DRUG POLICIES

The impact of drug misuse and diseases associated with drug misuse has a direct impact on Mississippi. Several policy options exist to reduce drug misuse and reduce associated harms. The Center has several publications focusing on these policy options.

◆ Syringe Services Programs◆ Prescription Drugs◆ Medical Marijuana◆ PUBLICATIONS

Syringe Services Programs Impact on the Spread of Communicable Diseases

Syringe Services Programs (SSPs) are community-based programs that provide access free of charge to sterile needles and syringes and facilitate safe disposal of used needles and syringes to prevent the spread of disease.
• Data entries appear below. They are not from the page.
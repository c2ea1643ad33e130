use crate::db::state_repository;
use crate::error::{AppError, AppResult};
use crate::models::transaction::{Transaction, TransactionDraft};
use rusqlite::Connection;
use rust_decimal::Decimal;
use uuid::Uuid;

/// Exclusive owner of the transaction collection. Every mutation
/// validates first, then flushes the whole collection to the database;
/// if the flush fails the in-memory change is rolled back so memory and
/// disk never diverge.
pub struct TransactionStore {
    conn: Connection,
    transactions: Vec<Transaction>,
}

impl TransactionStore {
    /// Hydrate the store from the database. No prior data means an
    /// empty collection.
    pub fn open(conn: Connection) -> AppResult<Self> {
        let transactions = state_repository::load_transactions(&conn)?;
        log::info!("loaded {} transactions", transactions.len());
        Ok(Self { conn, transactions })
    }

    /// Ordered snapshot, most-recently-added first among unedited items.
    pub fn transactions(&self) -> &[Transaction] {
        &self.transactions
    }

    pub fn add(&mut self, draft: TransactionDraft) -> AppResult<Transaction> {
        validate_draft(&draft)?;
        let transaction = Transaction::from_draft(Uuid::new_v4(), draft);
        self.transactions.insert(0, transaction.clone());
        if let Err(e) = self.save() {
            self.transactions.remove(0);
            return Err(e);
        }
        Ok(transaction)
    }

    /// Replace every field except the id, keeping the record's position
    /// in the collection.
    pub fn update(&mut self, id: Uuid, draft: TransactionDraft) -> AppResult<Transaction> {
        validate_draft(&draft)?;
        let pos = self
            .transactions
            .iter()
            .position(|t| t.id == id)
            .ok_or(AppError::NotFound(id))?;

        let previous = std::mem::replace(
            &mut self.transactions[pos],
            Transaction::from_draft(id, draft),
        );
        if let Err(e) = self.save() {
            self.transactions[pos] = previous;
            return Err(e);
        }
        Ok(self.transactions[pos].clone())
    }

    /// Removing an unknown id is a benign no-op; the caller is
    /// responsible for confirming intent beforehand.
    pub fn remove(&mut self, id: Uuid) -> AppResult<()> {
        let Some(pos) = self.transactions.iter().position(|t| t.id == id) else {
            log::warn!("remove ignored: no transaction with id {}", id);
            return Ok(());
        };

        let removed = self.transactions.remove(pos);
        if let Err(e) = self.save() {
            self.transactions.insert(pos, removed);
            return Err(e);
        }
        Ok(())
    }

    fn save(&self) -> AppResult<()> {
        state_repository::save_transactions(&self.conn, &self.transactions)
    }
}

fn validate_draft(draft: &TransactionDraft) -> AppResult<()> {
    if draft.category.trim().is_empty() {
        return Err(AppError::Validation("Category cannot be empty".to_string()));
    }
    // Membership in the fixed lists is enforced here, not only by the
    // input layer, so no caller can slip past it.
    if !draft.kind.categories().contains(&draft.category.as_str()) {
        return Err(AppError::Validation(format!(
            "Category '{}' is not valid for type '{}'",
            draft.category, draft.kind
        )));
    }
    if draft.amount <= Decimal::ZERO {
        return Err(AppError::Validation(format!(
            "Amount must be positive, got {}",
            draft.amount
        )));
    }
    Ok(())
}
Increases in injection drug use associated with the aftermath of the opioid crisis have led to greater interest in SSPs by federal and state policymakers.

Why this is important:

  • The Centers for Disease Control and Prevention (CDC) estimated that in 2016, nine percent of human immunodeficiency virus (HIV) infections in the United States were attributable to injection drug use (IDU).
  • IDU is the most common means of transmitting hepatitis, and an estimated 30 percent of persons who inject illegal drugs aged 18-30 years are infected with hepatitis.
  • 19 states have laws authorizing syringe exchange statewide, 27 states authorize the sale of syringes without a prescription, and seven states exempt syringes from their paraphernalia laws.
  • The availability of SSPs is associated with a greater than 60 percent reduction in the risk of contracting communicable diseases, such as hepatitis B and C, among injection drug users.
  • Syringe exchange programs are associated with reductions in HIV transmission.
To read the full report, click here.

Prescription Drugs: Impacts of Misuse and Accidental Overdose in Mississippi

Nonmedical use of prescription drugs has been identified as a growing public health problem and increasingly common cause of accidental death. Drug overdose now kills more people than motor vehicle crashes in the United States and persists as a major public health concern in Mississippi.

Why this is important:

  • The death rate from drug overdose in the United States has tripled since 1991, and prescription drugs are cited as the primary cause of this increase.
  • There are now more overdose deaths due to opioid pain medications than the total number caused by both cocaine and heroin. In 2008, opioid pain relievers were responsible for at least 40 percent of U.S. drug poisoning deaths.
  • In 2011, 232 deaths in Mississippi were classified as resulting from unintentional poisoning by drugs.
  • Of 232 drug poisoning deaths in Mississippi in 2011, 52 decedents did not have records in the MS PMP. Of the 52 decedents without records, 40 were not listed in the system at all. Twelve decedents were in the system, but did not have any prescriptions recorded during the two years prior to death. There were 180 decedents who had at least one prescription in the MS PMP in the two years prior to death.
  • Decedents received controlled substances from 1-19 dispensers, with an average of 4 dispensers per decedent in the two years prior to death. Nearly half of the decedents received controlled substances from 3 or fewer dispensers in the two years prior to death.
  • In 2011, approximately 20 percent of providers write 80 percent of prescriptions for pain medication.
To view the full report, click here.

Medical Marijuana: Ballot initiative 2020

Currently, 33 states have legalized medical marijuana, Mississippi has added a ballot measure for public vote on the legalization of medical marijuana in 2020. As recently as 2015, over half the US has expressed the opinion that both recreational and medical marijuana should be legal.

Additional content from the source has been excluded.